* Dataset records *
//! An immutable, in-memory, Arrow-style columnar store.
//!
//! A [`FrozenStore`] holds a validated [`Schema`], one typed column per
//! field, per-column statistics and zone maps. It is frozen on construction:
//! every downstream component (predicates, aggregation kernels, the query
//! engine) holds shared read-only references and never mutates the data.
//!
//! Construction goes through [`StoreBuilder`], which validates the external
//! builder contract at freeze time: uniform row counts, validity lengths,
//! dictionary code bounds and string offset integrity. An Arrow
//! [`arrow::record_batch::RecordBatch`] can be ingested directly.
#![deny(rustdoc::broken_intra_doc_links, rustdoc::bare_urls, rust_2018_idioms)]
#![warn(
    missing_debug_implementations,
    clippy::explicit_iter_loop,
    clippy::use_self,
    clippy::clone_on_ref_ptr
)]

pub mod arrow_io;
mod column;
mod row;
mod stats;
mod value;
mod zone_map;

pub use column::{Column, ColumnData};
pub use row::RowView;
pub use stats::ColumnStats;
pub use value::Scalar;
pub use zone_map::{ChunkSummary, ZoneMaps, DEFAULT_CHUNK_ROWS};

use observability_deps::tracing::debug;
use schema::{Field, LogicalType, Schema};
use snafu::{ensure, ResultExt, Snafu};

#[derive(Debug, Snafu)]
#[snafu(visibility(pub(crate)))]
pub enum Error {
    #[snafu(display("column \"{}\" does not exist", column))]
    UnknownColumn { column: String },

    #[snafu(display(
        "type mismatch on column \"{}\": expected {}, got {}",
        column,
        expected,
        actual
    ))]
    TypeMismatch {
        column: String,
        expected: String,
        actual: String,
    },

    #[snafu(display(
        "column \"{}\" has {} rows but the store has {}",
        column,
        actual,
        expected
    ))]
    RowCountMismatch {
        column: String,
        expected: usize,
        actual: usize,
    },

    #[snafu(display(
        "validity bitmap of column \"{}\" covers {} rows, expected {}",
        column,
        actual,
        expected
    ))]
    ValidityLength {
        column: String,
        expected: usize,
        actual: usize,
    },

    #[snafu(display(
        "null count of column \"{}\" is {} but its validity bitmap clears {} bits",
        column,
        declared,
        actual
    ))]
    NullCount {
        column: String,
        declared: usize,
        actual: usize,
    },

    #[snafu(display(
        "dictionary code {} of column \"{}\" is outside its dictionary of {} values",
        code,
        column,
        dictionary_len
    ))]
    DictionaryCode {
        column: String,
        code: i32,
        dictionary_len: usize,
    },

    #[snafu(display("string offsets of column \"{}\" are malformed", column))]
    Utf8Offsets { column: String },

    #[snafu(display("invalid schema: {}", source))]
    InvalidSchema { source: schema::Error },

    #[snafu(display("unsupported arrow type for column \"{}\": {}", column, datatype))]
    UnsupportedArrowType { column: String, datatype: String },

    #[snafu(display(
        "decimal value in column \"{}\" does not fit the 96-bit mantissa",
        column
    ))]
    DecimalOutOfRange { column: String },

    #[snafu(display("arrow interop failed: {}", source))]
    Arrow { source: ::arrow::error::ArrowError },
}

pub type Result<T, E = Error> = std::result::Result<T, E>;

/// The frozen columnar store.
#[derive(Debug)]
pub struct FrozenStore {
    schema: Schema,
    columns: Vec<Column>,
    row_count: usize,
    stats: Vec<ColumnStats>,
    zone_maps: ZoneMaps,
}

impl FrozenStore {
    /// Start building a store.
    pub fn builder() -> StoreBuilder {
        StoreBuilder::new()
    }

    pub fn schema(&self) -> &Schema {
        &self.schema
    }

    pub fn row_count(&self) -> usize {
        self.row_count
    }

    /// The column at ordinal `idx`.
    pub fn column(&self, idx: usize) -> &Column {
        &self.columns[idx]
    }

    /// Resolve `name` to `(ordinal, column)`.
    pub fn column_by_name(&self, name: &str) -> Result<(usize, &Column)> {
        self.schema
            .index_of(name)
            .map(|idx| (idx, &self.columns[idx]))
            .ok_or_else(|| UnknownColumnSnafu { column: name }.build())
    }

    /// Statistics of the column at ordinal `idx`.
    pub fn stats(&self, idx: usize) -> &ColumnStats {
        &self.stats[idx]
    }

    pub fn zone_maps(&self) -> &ZoneMaps {
        &self.zone_maps
    }

    /// Accessor for logical row `row`; used by materialization terminals.
    pub fn row(&self, row: usize) -> RowView<'_> {
        RowView::new(self, row)
    }

    /// Approximate heap footprint in bytes.
    pub fn size(&self) -> usize {
        std::mem::size_of::<Self>() + self.columns.iter().map(|c| c.size()).sum::<usize>()
    }
}

/// Accumulates columns and freezes them into a [`FrozenStore`].
#[derive(Debug)]
pub struct StoreBuilder {
    names: Vec<String>,
    columns: Vec<Column>,
    zone_map_chunk_rows: usize,
}

impl Default for StoreBuilder {
    fn default() -> Self {
        Self::new()
    }
}

impl StoreBuilder {
    pub fn new() -> Self {
        Self {
            names: vec![],
            columns: vec![],
            zone_map_chunk_rows: DEFAULT_CHUNK_ROWS,
        }
    }

    /// Chunk size used when building the store's zone maps.
    pub fn zone_map_chunk_rows(mut self, chunk_rows: usize) -> Self {
        self.zone_map_chunk_rows = chunk_rows;
        self
    }

    /// Append a pre-assembled column.
    pub fn column(mut self, name: impl Into<String>, column: Column) -> Self {
        self.names.push(name.into());
        self.columns.push(column);
        self
    }

    pub fn col_i8(self, name: impl Into<String>, values: Vec<Option<i8>>) -> Self {
        self.column(name, Column::from_i8_opts(values))
    }

    pub fn col_i16(self, name: impl Into<String>, values: Vec<Option<i16>>) -> Self {
        self.column(name, Column::from_i16_opts(values))
    }

    pub fn col_i32(self, name: impl Into<String>, values: Vec<Option<i32>>) -> Self {
        self.column(name, Column::from_i32_opts(values))
    }

    pub fn col_i64(self, name: impl Into<String>, values: Vec<Option<i64>>) -> Self {
        self.column(name, Column::from_i64_opts(values))
    }

    pub fn col_f32(self, name: impl Into<String>, values: Vec<Option<f32>>) -> Self {
        self.column(name, Column::from_f32_opts(values))
    }

    pub fn col_f64(self, name: impl Into<String>, values: Vec<Option<f64>>) -> Self {
        self.column(name, Column::from_f64_opts(values))
    }

    pub fn col_bool(self, name: impl Into<String>, values: Vec<Option<bool>>) -> Self {
        self.column(name, Column::from_bool_opts(values))
    }

    pub fn col_date(self, name: impl Into<String>, values: Vec<Option<i32>>) -> Self {
        self.column(name, Column::from_date_opts(values))
    }

    pub fn col_decimal(
        self,
        name: impl Into<String>,
        precision: u8,
        scale: u32,
        values: Vec<Option<rust_decimal::Decimal>>,
    ) -> Self {
        self.column(name, Column::from_decimal_opts(precision, scale, values))
    }

    pub fn col_timestamp(
        self,
        name: impl Into<String>,
        unit: schema::TimeUnit,
        values: Vec<Option<i64>>,
    ) -> Self {
        self.column(name, Column::from_timestamp_opts(unit, values))
    }

    pub fn col_utf8(self, name: impl Into<String>, values: Vec<Option<&str>>) -> Self {
        self.column(name, Column::from_utf8_opts(values))
    }

    pub fn col_dictionary(self, name: impl Into<String>, values: Vec<Option<&str>>) -> Self {
        self.column(name, Column::from_dictionary_opts(values))
    }

    /// Validate the collected columns and freeze them.
    pub fn freeze(self) -> Result<FrozenStore> {
        let row_count = self.columns.first().map(|c| c.len()).unwrap_or(0);

        for (name, column) in self.names.iter().zip(&self.columns) {
            validate_column(name, column, row_count)?;
        }

        let fields = self
            .names
            .iter()
            .zip(&self.columns)
            .map(|(name, column)| {
                Field::new(name, column.logical_type(), column.null_count() > 0)
            })
            .collect();
        let schema = Schema::new(fields).context(InvalidSchemaSnafu)?;

        let stats = self.columns.iter().map(ColumnStats::build).collect();
        let zone_maps = ZoneMaps::build(&self.columns, row_count, self.zone_map_chunk_rows);
        debug!(
            rows = row_count,
            columns = self.columns.len(),
            chunks = zone_maps.num_chunks(),
            "froze store"
        );

        Ok(FrozenStore {
            schema,
            columns: self.columns,
            row_count,
            stats,
            zone_maps,
        })
    }
}

fn validate_column(name: &str, column: &Column, row_count: usize) -> Result<()> {
    ensure!(
        column.len() == row_count,
        RowCountMismatchSnafu {
            column: name,
            expected: row_count,
            actual: column.len(),
        }
    );

    if let Some(validity) = column.validity() {
        ensure!(
            validity.len() == row_count,
            ValidityLengthSnafu {
                column: name,
                expected: row_count,
                actual: validity.len(),
            }
        );
        let cleared = row_count - validity.count_ones();
        ensure!(
            cleared == column.null_count(),
            NullCountSnafu {
                column: name,
                declared: column.null_count(),
                actual: cleared,
            }
        );
    } else {
        ensure!(
            column.null_count() == 0,
            NullCountSnafu {
                column: name,
                declared: column.null_count(),
                actual: 0usize,
            }
        );
    }

    match column.data() {
        ColumnData::Dictionary { keys, values } => {
            for (row, &code) in keys.iter().enumerate() {
                if column.is_null(row) {
                    continue;
                }
                ensure!(
                    code >= 0 && (code as usize) < values.len(),
                    DictionaryCodeSnafu {
                        column: name,
                        code,
                        dictionary_len: values.len(),
                    }
                );
            }
        }
        ColumnData::Utf8 { offsets, bytes } => {
            let well_formed = offsets.len() == row_count + 1
                && offsets.windows(2).all(|w| w[0] <= w[1])
                && offsets.last().map(|&o| o as usize == bytes.len()).unwrap_or(false);
            ensure!(well_formed, Utf8OffsetsSnafu { column: name });
        }
        _ => {}
    }

    Ok(())
}

/// Columns that aggregate kernels understand as numeric, used by callers to
/// pre-validate aggregate requests.
pub fn is_aggregatable(logical_type: LogicalType) -> bool {
    logical_type.is_numeric()
}

#[cfg(test)]
mod test {
    use super::*;
    use rust_decimal::Decimal;
    use selection::Bitmap;

    fn people() -> FrozenStore {
        FrozenStore::builder()
            .col_i32("id", vec![Some(1), Some(2), Some(3)])
            .col_utf8("name", vec![Some("ann"), None, Some("cy")])
            .col_decimal(
                "salary",
                18,
                2,
                vec![
                    Some(Decimal::new(100_00, 2)),
                    Some(Decimal::new(250_50, 2)),
                    None,
                ],
            )
            .freeze()
            .unwrap()
    }

    #[test]
    fn freeze_and_read() {
        let store = people();
        assert_eq!(store.row_count(), 3);
        assert_eq!(store.schema().len(), 3);
        assert!(store.schema().field_by_name("name").unwrap().is_nullable());
        assert!(!store.schema().field_by_name("id").unwrap().is_nullable());

        let row = store.row(1);
        assert_eq!(row.i32("id").unwrap(), Some(2));
        assert_eq!(row.str("name").unwrap(), None);
        assert_eq!(row.decimal("salary").unwrap(), Some(Decimal::new(250_50, 2)));

        // typed access against the wrong type fails
        assert!(matches!(
            row.i64("id"),
            Err(Error::TypeMismatch { column, .. }) if column == "id"
        ));
        assert!(matches!(
            row.i32("nope"),
            Err(Error::UnknownColumn { column }) if column == "nope"
        ));
    }

    #[test]
    fn row_count_mismatch_rejected() {
        let err = FrozenStore::builder()
            .col_i32("a", vec![Some(1), Some(2)])
            .col_i32("b", vec![Some(1)])
            .freeze()
            .unwrap_err();
        assert!(matches!(
            err,
            Error::RowCountMismatch { column, expected: 2, actual: 1 } if column == "b"
        ));
    }

    #[test]
    fn validity_length_rejected() {
        let column = Column::from_raw(
            ColumnData::I32(vec![1, 2, 3]),
            Some(Bitmap::all_set(2)),
            0,
        );
        let err = FrozenStore::builder().column("a", column).freeze().unwrap_err();
        assert!(matches!(err, Error::ValidityLength { .. }));
    }

    #[test]
    fn null_count_consistency_rejected() {
        let mut validity = Bitmap::all_set(3);
        validity.clear(0);
        let column = Column::from_raw(ColumnData::I32(vec![0, 2, 3]), Some(validity), 2);
        let err = FrozenStore::builder().column("a", column).freeze().unwrap_err();
        assert!(matches!(
            err,
            Error::NullCount { declared: 2, actual: 1, .. }
        ));
    }

    #[test]
    fn dictionary_bounds_rejected() {
        let column = Column::from_raw(
            ColumnData::Dictionary {
                keys: vec![0, 7],
                values: vec!["only".to_owned()],
            },
            None,
            0,
        );
        let err = FrozenStore::builder().column("cat", column).freeze().unwrap_err();
        assert!(matches!(
            err,
            Error::DictionaryCode { code: 7, dictionary_len: 1, .. }
        ));
    }

    #[test]
    fn malformed_utf8_offsets_rejected() {
        let column = Column::from_raw(
            ColumnData::Utf8 {
                offsets: vec![0, 5, 3],
                bytes: b"abc".to_vec(),
            },
            None,
            0,
        );
        let err = FrozenStore::builder().column("s", column).freeze().unwrap_err();
        assert!(matches!(err, Error::Utf8Offsets { .. }));
    }

    #[test]
    fn empty_store() {
        let store = FrozenStore::builder().col_i32("a", vec![]).freeze().unwrap();
        assert_eq!(store.row_count(), 0);
        assert_eq!(store.zone_maps().num_chunks(), 0);
        assert!(store.stats(0).min.is_null());
    }

    #[test]
    fn duplicate_column_names_rejected() {
        let err = FrozenStore::builder()
            .col_i32("a", vec![Some(1)])
            .col_i64("a", vec![Some(1)])
            .freeze()
            .unwrap_err();
        assert!(matches!(err, Error::InvalidSchema { .. }));
    }
}
//! Support code shared by the workspace's tests.
#![deny(rustdoc::broken_intra_doc_links, rustdoc::bare_urls, rust_2018_idioms)]
#![warn(
    missing_debug_implementations,
    clippy::explicit_iter_loop,
    clippy::use_self,
    clippy::clone_on_ref_ptr
)]

use std::sync::Once;

use observability_deps::tracing::{self, info};
use tracing_log::LogTracer;
use tracing_subscriber::{fmt, EnvFilter};

static LOG_SETUP: Once = Once::new();

/// Enables debug logging if the RUST_LOG environment variable is
/// set. Does nothing if RUST_LOG is not set. If enable_logging has
/// been set previously, does nothing.
pub fn maybe_start_logging() {
    if std::env::var("RUST_LOG").is_ok() {
        start_logging()
    }
}

/// Start logging regardless of the RUST_LOG environment variable.
pub fn start_logging() {
    // ensure the global has been initialized
    LOG_SETUP.call_once(|| {
        // honor any global log filter that was specified, defaulting to debug
        let filter = EnvFilter::try_from_default_env().unwrap_or_else(|_| EnvFilter::new("debug"));

        // route `log` records through tracing as well
        LogTracer::init().expect("registering log forwarder");

        let subscriber = fmt()
            .with_env_filter(filter)
            .with_test_writer()
            .finish();

        tracing::subscriber::set_global_default(subscriber)
            .expect("setting global tracing subscriber");

        info!("logging enabled for test");
    })
}

/// Asserts that `actual` is within `epsilon` of `expected`.
#[macro_export]
macro_rules! assert_close {
    ($actual:expr, $expected:expr, $epsilon:expr) => {{
        let actual = $actual;
        let expected = $expected;
        let epsilon = $epsilon;
        assert!(
            (actual - expected).abs() <= epsilon,
            "{} and {} differ by more than {}",
            actual,
            expected,
            epsilon
        );
    }};
}
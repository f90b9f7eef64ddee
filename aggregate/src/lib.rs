//! Column aggregation: Sum / Avg / Min / Max / Count over a selection.
//!
//! Three execution shapes share one set of kernels:
//!
//! * **Sequential** walks the selection's set bits in a plain loop.
//! * **Blocked** walks 64-bit blocks, skipping empty ones and taking an
//!   unrolled dense reduction over full ones (see [`mod@kernels`]).
//! * **Parallel** splits the row range on block-aligned chunk boundaries,
//!   computes blocked partials on a rayon pool and combines them
//!   associatively, so integer and decimal results are identical to the
//!   sequential ones; float results may differ in the last bits.
//!
//! Count never reads values: it is a popcount of the selection, optionally
//! intersected with the column's validity.
#![deny(rustdoc::broken_intra_doc_links, rustdoc::bare_urls, rust_2018_idioms)]
#![warn(
    missing_debug_implementations,
    clippy::explicit_iter_loop,
    clippy::use_self,
    clippy::clone_on_ref_ptr
)]

mod grouped;
mod kernels;

pub use grouped::{group_aggregate, AggregateSpec, GroupedRow, SinglePassPolicy};

use std::borrow::Cow;
use std::fmt::Display;

use frozen_store::{Column, ColumnData, Scalar};
use kernels::{MinMax, SumPartial};
use observability_deps::tracing::debug;
use rayon::ThreadPool;
use rust_decimal::Decimal;
use schema::LogicalType;
use selection::Bitmap;
use snafu::{ensure, Snafu};

#[derive(Debug, Snafu)]
#[snafu(visibility(pub(crate)))]
pub enum Error {
    #[snafu(display("column \"{}\" does not exist", column))]
    UnknownColumn { column: String },

    #[snafu(display("cannot aggregate column of type {}", actual))]
    TypeMismatch { actual: String },

    #[snafu(display("aggregate over zero rows"))]
    EmptySequence,

    #[snafu(display("aggregate accumulator overflowed"))]
    Overflow,
}

pub type Result<T, E = Error> = std::result::Result<T, E>;

/// The aggregate operations the engine understands.
#[derive(Debug, Clone, Copy, PartialEq, Eq, Hash)]
pub enum AggregateType {
    Count,
    Sum,
    Avg,
    Min,
    Max,
}

impl Display for AggregateType {
    fn fmt(&self, f: &mut std::fmt::Formatter<'_>) -> std::fmt::Result {
        match self {
            Self::Count => write!(f, "count"),
            Self::Sum => write!(f, "sum"),
            Self::Avg => write!(f, "avg"),
            Self::Min => write!(f, "min"),
            Self::Max => write!(f, "max"),
        }
    }
}

/// How a kernel executes.
#[derive(Debug, Clone, Copy)]
pub enum Mode<'a> {
    Sequential,
    Blocked,
    Parallel {
        pool: &'a ThreadPool,
        chunk_rows: usize,
    },
}

/// `COUNT(*)`: selected rows, nulls included.
pub fn count_star(selection: &Bitmap) -> u64 {
    selection.count_ones() as u64
}

/// `COUNT(col)`: selected rows with a non-null value in `column`.
pub fn count_column(column: &Column, selection: &Bitmap) -> u64 {
    match column.validity() {
        Some(validity) => selection
            .blocks()
            .iter()
            .zip(validity.blocks())
            .map(|(s, v)| (s & v).count_ones() as u64)
            .sum(),
        None => selection.count_ones() as u64,
    }
}

/// Sum of the selected non-null values. Zero rows sum to the typed zero.
pub fn sum(column: &Column, selection: &Bitmap, mode: Mode<'_>) -> Result<Scalar> {
    check_numeric(column)?;
    let selection = valid_selection(column, selection);
    let partial = match mode {
        Mode::Sequential => sum_sequential(column.data(), &selection)?,
        Mode::Blocked => kernels::sum_range(column.data(), &selection, 0, selection.len())?,
        Mode::Parallel { pool, chunk_rows } => {
            let partials = run_chunked(pool, chunk_rows, selection.len(), |start, end| {
                kernels::sum_range(column.data(), &selection, start, end)
            });
            let mut iter = partials.into_iter();
            let mut total = iter.next().unwrap_or(Ok(zero_partial(column.data())))?;
            for partial in iter {
                total = total.combine(partial?)?;
            }
            total
        }
    };

    Ok(match partial {
        SumPartial::Int(total) => Scalar::I64(
            i64::try_from(total).map_err(|_| OverflowSnafu.build())?,
        ),
        SumPartial::Float(total) => Scalar::F64(total),
        SumPartial::Dec(total) => Scalar::Decimal(total),
    })
}

/// Minimum of the selected non-null values; `EmptySequence` when none.
pub fn min(column: &Column, selection: &Bitmap, mode: Mode<'_>) -> Result<Scalar> {
    extreme(column, selection, mode, true)
}

/// Maximum of the selected non-null values; `EmptySequence` when none.
pub fn max(column: &Column, selection: &Bitmap, mode: Mode<'_>) -> Result<Scalar> {
    extreme(column, selection, mode, false)
}

/// Arithmetic mean of the selected non-null values; `EmptySequence` when
/// none. Integer and float averages are `f64`; decimal stays decimal.
pub fn avg(column: &Column, selection: &Bitmap, mode: Mode<'_>) -> Result<Scalar> {
    check_numeric(column)?;
    let selection = valid_selection(column, selection);
    let count = selection.count_ones() as u64;
    ensure!(count > 0, EmptySequenceSnafu);

    let total = match mode {
        Mode::Sequential => sum_sequential(column.data(), &selection)?,
        Mode::Blocked => kernels::sum_range(column.data(), &selection, 0, selection.len())?,
        Mode::Parallel { pool, chunk_rows } => {
            let partials = run_chunked(pool, chunk_rows, selection.len(), |start, end| {
                kernels::sum_range(column.data(), &selection, start, end)
            });
            let mut iter = partials.into_iter();
            let mut total = iter.next().expect("count > 0 implies a chunk")?;
            for partial in iter {
                total = total.combine(partial?)?;
            }
            total
        }
    };

    Ok(match total {
        SumPartial::Int(total) => Scalar::F64(total as f64 / count as f64),
        SumPartial::Float(total) => Scalar::F64(total / count as f64),
        SumPartial::Dec(total) => Scalar::Decimal(
            total
                .checked_div(Decimal::from(count))
                .ok_or_else(|| OverflowSnafu.build())?,
        ),
    })
}

fn extreme(column: &Column, selection: &Bitmap, mode: Mode<'_>, want_min: bool) -> Result<Scalar> {
    check_numeric(column)?;
    let selection = valid_selection(column, selection);

    let partial = match mode {
        Mode::Sequential => extreme_sequential(column.data(), &selection, want_min),
        Mode::Blocked => {
            kernels::extreme_range(column.data(), &selection, 0, selection.len(), want_min)
        }
        Mode::Parallel { pool, chunk_rows } => {
            let partials = run_chunked(pool, chunk_rows, selection.len(), |start, end| {
                kernels::extreme_range(column.data(), &selection, start, end, want_min)
            });
            partials
                .into_iter()
                .flatten()
                .reduce(|a, b| a.combine(b, want_min))
        }
    };

    let extreme = partial.ok_or_else(|| EmptySequenceSnafu.build())?;
    Ok(emit_extreme(column.logical_type(), extreme))
}

fn check_numeric(column: &Column) -> Result<()> {
    ensure!(
        column.logical_type().is_numeric(),
        TypeMismatchSnafu {
            actual: column.logical_type().to_string(),
        }
    );
    Ok(())
}

// AND validity into the selection once so kernels skip null checks.
fn valid_selection<'a>(column: &Column, selection: &'a Bitmap) -> Cow<'a, Bitmap> {
    match column.validity() {
        Some(validity) => {
            let mut scratch = selection.clone();
            scratch
                .and(validity)
                .expect("validity covers the store's rows");
            Cow::Owned(scratch)
        }
        None => Cow::Borrowed(selection),
    }
}

// Dispatch chunked partials onto the pool. Chunk bounds are rounded up to
// block multiples so every chunk starts block-aligned.
fn run_chunked<T: Send>(
    pool: &ThreadPool,
    chunk_rows: usize,
    len: usize,
    work: impl Fn(usize, usize) -> T + Sync,
) -> Vec<T> {
    use rayon::prelude::*;

    let chunk_rows = chunk_rows.max(64).next_multiple_of(64);
    let ranges = (0..len)
        .step_by(chunk_rows)
        .map(|start| (start, (start + chunk_rows).min(len)))
        .collect::<Vec<_>>();
    debug!(chunks = ranges.len(), chunk_rows, "parallel aggregation");

    pool.install(|| {
        ranges
            .par_iter()
            .map(|&(start, end)| work(start, end))
            .collect()
    })
}

fn zero_partial(data: &ColumnData) -> SumPartial {
    match data {
        ColumnData::F32(_) | ColumnData::F64(_) => SumPartial::Float(0.0),
        ColumnData::Decimal { .. } => SumPartial::Dec(Decimal::ZERO),
        _ => SumPartial::Int(0),
    }
}

fn sum_sequential(data: &ColumnData, selection: &Bitmap) -> Result<SumPartial> {
    Ok(match data {
        ColumnData::I8(v) => SumPartial::Int(selection.iter_set().map(|i| v[i] as i128).sum()),
        ColumnData::I16(v) => SumPartial::Int(selection.iter_set().map(|i| v[i] as i128).sum()),
        ColumnData::I32(v) => SumPartial::Int(selection.iter_set().map(|i| v[i] as i128).sum()),
        ColumnData::I64(v) => SumPartial::Int(selection.iter_set().map(|i| v[i] as i128).sum()),
        ColumnData::F32(v) => SumPartial::Float(selection.iter_set().map(|i| v[i] as f64).sum()),
        ColumnData::F64(v) => SumPartial::Float(selection.iter_set().map(|i| v[i]).sum()),
        ColumnData::Decimal { values, .. } => {
            let mut total = Decimal::ZERO;
            for i in selection.iter_set() {
                total = total
                    .checked_add(values[i])
                    .ok_or_else(|| OverflowSnafu.build())?;
            }
            SumPartial::Dec(total)
        }
        _ => unreachable!("sum validated against numeric columns"),
    })
}

fn extreme_sequential(
    data: &ColumnData,
    selection: &Bitmap,
    want_min: bool,
) -> Option<MinMax> {
    // reuse the range kernels in their sparse shape by walking bits directly
    let mut result: Option<MinMax> = None;
    for i in selection.iter_set() {
        let value = match data {
            ColumnData::I8(v) => MinMax::Int(v[i] as i64),
            ColumnData::I16(v) => MinMax::Int(v[i] as i64),
            ColumnData::I32(v) => MinMax::Int(v[i] as i64),
            ColumnData::I64(v) => MinMax::Int(v[i]),
            ColumnData::F32(v) => MinMax::Float(v[i] as f64),
            ColumnData::F64(v) => MinMax::Float(v[i]),
            ColumnData::Decimal { values, .. } => MinMax::Dec(values[i]),
            _ => unreachable!("min/max validated against numeric columns"),
        };
        result = Some(match result {
            None => value,
            Some(cur) => cur.combine(value, want_min),
        });
    }
    result
}

// Min/Max results keep the column's native width.
fn emit_extreme(logical_type: LogicalType, extreme: MinMax) -> Scalar {
    match (extreme, logical_type) {
        (MinMax::Int(v), LogicalType::Int8) => Scalar::I8(v as i8),
        (MinMax::Int(v), LogicalType::Int16) => Scalar::I16(v as i16),
        (MinMax::Int(v), LogicalType::Int32) => Scalar::I32(v as i32),
        (MinMax::Int(v), _) => Scalar::I64(v),
        (MinMax::Float(v), LogicalType::Float32) => Scalar::F32(v as f32),
        (MinMax::Float(v), _) => Scalar::F64(v),
        (MinMax::Dec(v), _) => Scalar::Decimal(v),
    }
}

/// The result type an aggregate produces over a column of `logical_type`.
pub fn result_type(op: AggregateType, logical_type: LogicalType) -> LogicalType {
    match op {
        AggregateType::Count => LogicalType::Int64,
        AggregateType::Sum => match logical_type {
            LogicalType::Decimal { precision, scale } => {
                LogicalType::Decimal { precision, scale }
            }
            LogicalType::Float32 | LogicalType::Float64 => LogicalType::Float64,
            _ => LogicalType::Int64,
        },
        AggregateType::Avg => match logical_type {
            LogicalType::Decimal { precision, scale } => {
                LogicalType::Decimal { precision, scale }
            }
            _ => LogicalType::Float64,
        },
        AggregateType::Min | AggregateType::Max => logical_type,
    }
}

* What is being asked *
Beginning with the opening line above, retype the records exactly through the line with "integrity. An Arrow", both ends included.

* Solution for this problem *
//! An immutable, in-memory, Arrow-style columnar store.
//!
//! A [`FrozenStore`] holds a validated [`Schema`], one typed column per
//! field, per-column statistics and zone maps. It is frozen on construction:
//! every downstream component (predicates, aggregation kernels, the query
//! engine) holds shared read-only references and never mutates the data.
//!
//! Construction goes through [`StoreBuilder`], which validates the external
//! builder contract at freeze time: uniform row counts, validity lengths,
//! dictionary code bounds and string offset integrity. An Arrow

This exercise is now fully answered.